Overblog
Editer l'article Suivre ce blog Administration + Créer mon blog
L'actu vue par Laurent DECLOITRE

L'actu vue par Laurent DECLOITRE

Les articles de Laurent Decloitre (journaliste et biographe) sur la Réunion et l'océan Indien parus dans Libération, Marianne, Paris Match, l'Express, Géo et la presse nationale.

Publié le par Laurent DECLOITRE
Publié dans : #Articles parus dans Libération
A Mamoudzou, le 28 avril 2023. (Patrick Meinhardt/AFP)

A Mamoudzou, le 28 avril 2023. (Patrick Meinhardt/AFP)

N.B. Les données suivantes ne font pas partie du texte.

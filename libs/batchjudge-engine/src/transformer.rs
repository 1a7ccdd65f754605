/// Code Transformer - Multi-Case Harness Generation
///
/// Turns a user's single-case `solve` routine into a complete C++ program
/// that reads `T` from the first line of stdin and calls `solve()` exactly
/// `T` times. One remote submission can then run a whole batch.
///
/// Snippets that already carry their own `main` are passed through untouched
/// and flagged `single_case_only`; the orchestrator then submits each test
/// case on its own.
///
/// Pure: no I/O, same input always yields the same output.

use std::collections::HashSet;

use lazy_regex::{lazy_regex, Regex};

use crate::error::TransformError;

static RE_INCLUDE: lazy_regex::Lazy<Regex> = lazy_regex!(r#"^\s*#\s*include\s*([<"][^>"]+[>"])"#);
static RE_USING_STD: lazy_regex::Lazy<Regex> = lazy_regex!(r"^\s*using\s+namespace\s+std\s*;\s*$");

// `<type> <name>(<params>) {` - a function definition, not a call or prototype
static RE_FUNCTION_DEF: lazy_regex::Lazy<Regex> = lazy_regex!(
    r"\b[A-Za-z_][\w:]*(?:<[^<>;{}]*>)?[\s&*]+([A-Za-z_]\w*)\s*\([^;{}()]*\)\s*(?:const\s*)?\{"
);

const PROGRAM_ENTRY: &str = "main";

#[derive(Debug, Clone, PartialEq, Eq)]
pub struct HarnessTemplate {
    /// Name of the per-case routine the driver calls
    pub entry_point: String,
    pub headers: Vec<String>,
    pub preamble: Vec<String>,
}

impl Default for HarnessTemplate {
    fn default() -> Self {
        Self {
            entry_point: "solve".to_string(),
            headers: vec!["#include <bits/stdc++.h>".to_string()],
            preamble: vec!["using namespace std;".to_string()],
        }
    }
}

#[derive(Debug, Clone, PartialEq, Eq)]
pub struct TransformedProgram {
    pub source: String,
    /// The snippet was a complete program; batch it one case per submission
    pub single_case_only: bool,
}

#[derive(Debug, Clone, Default)]
pub struct CodeTransformer {
    template: HarnessTemplate,
}

impl CodeTransformer {
    pub fn new(template: HarnessTemplate) -> Self {
        Self { template }
    }

    pub fn template(&self) -> &HarnessTemplate {
        &self.template
    }

    pub fn transform(&self, user_code: &str) -> Result<TransformedProgram, TransformError> {
        let masked = mask_comments_and_literals(user_code);
        let defined = defined_functions(&masked);

        let entry_count = defined.iter().filter(|name| *name == PROGRAM_ENTRY).count();
        if entry_count > 1 {
            return Err(TransformError::ConflictingEntryPoints(entry_count));
        }
        if entry_count == 1 {
            // Full program, with or without a solve routine: leave it alone
            return Ok(TransformedProgram {
                source: user_code.to_string(),
                single_case_only: true,
            });
        }

        if !defined.iter().any(|name| *name == self.template.entry_point) {
            return Err(TransformError::MissingEntryPoint(self.template.entry_point.clone()));
        }

        let source = self.assemble(user_code, &masked);

        let assembled_entries = defined_functions(&mask_comments_and_literals(&source))
            .iter()
            .filter(|name| *name == PROGRAM_ENTRY)
            .count();
        if assembled_entries != 1 {
            return Err(TransformError::ConflictingEntryPoints(assembled_entries));
        }

        Ok(TransformedProgram {
            source,
            single_case_only: false,
        })
    }

    /// `masked` is `user_code` after `mask_comments_and_literals`; the two
    /// have the same line structure
    fn assemble(&self, user_code: &str, masked: &str) -> String {
        let lines: Vec<(&str, &str)> = user_code.lines().zip(masked.lines()).collect();
        let first_include = lines.iter().position(|(_, m)| RE_INCLUDE.is_match(m));

        // `#define` / `#pragma` lines ahead of the user's first include must
        // keep preceding every include
        let mut leading: Vec<&str> = Vec::new();
        let mut hoisted = vec![false; lines.len()];
        let mut continued = false;
        for (i, (raw, m)) in lines.iter().enumerate().take(first_include.unwrap_or(0)) {
            if continued || m.trim_start().starts_with('#') {
                leading.push(raw.trim_end());
                hoisted[i] = true;
                continued = raw.trim_end().ends_with('\\');
            }
        }

        let mut seen_includes: HashSet<String> = HashSet::new();
        let mut includes: Vec<String> = Vec::new();

        for header in &self.template.headers {
            if let Some(key) = include_key(header) {
                if seen_includes.insert(key) {
                    includes.push(header.trim().to_string());
                }
            }
        }

        let mut body = String::with_capacity(user_code.len());
        for (i, (line, m)) in lines.iter().enumerate() {
            if hoisted[i] {
                continue;
            }
            if RE_INCLUDE.is_match(m) {
                if let Some(key) = include_key(line) {
                    if seen_includes.insert(key) {
                        includes.push(line.trim().to_string());
                    }
                    continue;
                }
            }
            if RE_USING_STD.is_match(m) && self.has_using_std_preamble() {
                continue;
            }
            body.push_str(line);
            body.push('\n');
        }

        let mut s = String::with_capacity(256 + body.len());
        for line in &leading {
            s.push_str(line);
            s.push('\n');
        }
        for include in &includes {
            s += include;
            s.push('\n');
        }
        for line in &self.template.preamble {
            s += line;
            s.push('\n');
        }
        s.push('\n');
        s += body.trim_matches('\n');
        s.push_str("\n\n");
        s += &self.driver();
        s
    }

    fn has_using_std_preamble(&self) -> bool {
        self.template.preamble.iter().any(|line| RE_USING_STD.is_match(line))
    }

    /// `signed` / `long long` stay correct under `#define int long long`
    fn driver(&self) -> String {
        format!(
            "signed {main}() {{\n    \
             long long T;\n    \
             if (!(cin >> T)) return 0;\n    \
             cin.ignore(numeric_limits<streamsize>::max(), '\\n');\n    \
             while (T-- > 0) {{\n        \
             {entry}();\n    \
             }}\n    \
             return 0;\n\
             }}\n",
            main = PROGRAM_ENTRY,
            entry = self.template.entry_point,
        )
    }
}

/// Transform with the default C++ harness
pub fn transform(user_code: &str) -> Result<TransformedProgram, TransformError> {
    CodeTransformer::default().transform(user_code)
}

/// `#include <a>` and `#include<a>` are the same directive
fn include_key(line: &str) -> Option<String> {
    RE_INCLUDE
        .captures(line)
        .map(|cap| cap[1].chars().filter(|c| !c.is_whitespace()).collect())
}

fn defined_functions(masked_code: &str) -> Vec<String> {
    RE_FUNCTION_DEF
        .captures_iter(masked_code)
        .map(|cap| cap[1].to_string())
        .collect()
}

#[derive(Clone, Copy, PartialEq, Eq)]
enum Scan {
    /// `number` is set while inside a numeric literal, where `'` is a digit
    /// separator (`10'000`)
    Code { number: bool },
    LineComment,
    BlockComment,
    Literal(char),
}

fn is_ident_char(c: char) -> bool {
    c.is_ascii_alphanumeric() || c == '_'
}

/// Blank out comments and string/char literal contents, keeping line breaks,
/// so entry-point detection only sees real code
fn mask_comments_and_literals(code: &str) -> String {
    const CODE: Scan = Scan::Code { number: false };

    let mut out = String::with_capacity(code.len());
    let mut chars = code.chars().peekable();
    let mut state = CODE;
    let mut prev = '\n';

    while let Some(c) = chars.next() {
        match state {
            Scan::Code { number } => match c {
                '/' if chars.peek() == Some(&'/') => {
                    chars.next();
                    state = Scan::LineComment;
                    out.push_str("  ");
                }
                '/' if chars.peek() == Some(&'*') => {
                    chars.next();
                    state = Scan::BlockComment;
                    out.push_str("  ");
                }
                '\'' if number && prev.is_ascii_alphanumeric() => out.push(c),
                '"' | '\'' => {
                    state = Scan::Literal(c);
                    out.push(c);
                }
                _ => {
                    let number = if is_ident_char(c) {
                        if is_ident_char(prev) { number } else { c.is_ascii_digit() }
                    } else {
                        false
                    };
                    state = Scan::Code { number };
                    out.push(c);
                }
            },
            Scan::LineComment => {
                if c == '\n' {
                    state = CODE;
                    out.push('\n');
                } else {
                    out.push(' ');
                }
            }
            Scan::BlockComment => {
                if c == '*' && chars.peek() == Some(&'/') {
                    chars.next();
                    state = CODE;
                    out.push_str("  ");
                } else {
                    out.push(if c == '\n' { '\n' } else { ' ' });
                }
            }
            Scan::Literal(quote) => {
                if c == '\\' {
                    out.push(' ');
                    if let Some(escaped) = chars.next() {
                        out.push(if escaped == '\n' { '\n' } else { ' ' });
                    }
                } else if c == quote {
                    state = CODE;
                    out.push(c);
                } else if c == '\n' {
                    // unterminated literal; it cannot span lines
                    state = CODE;
                    out.push(c);
                } else {
                    out.push(' ');
                }
            }
        }
        prev = c;
    }

    out
}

Dans un département en proie à l’insécurité et paralysé par des barrages, nombreux sont ceux à envisager l’exil. A la Réunion, les acteurs de terrain disent prendre en charge de plus en plus de Mahorais depuis l’opération Wuambushu, visant à enrayer, en vain, la spirale de violence qui embrase Mayotte.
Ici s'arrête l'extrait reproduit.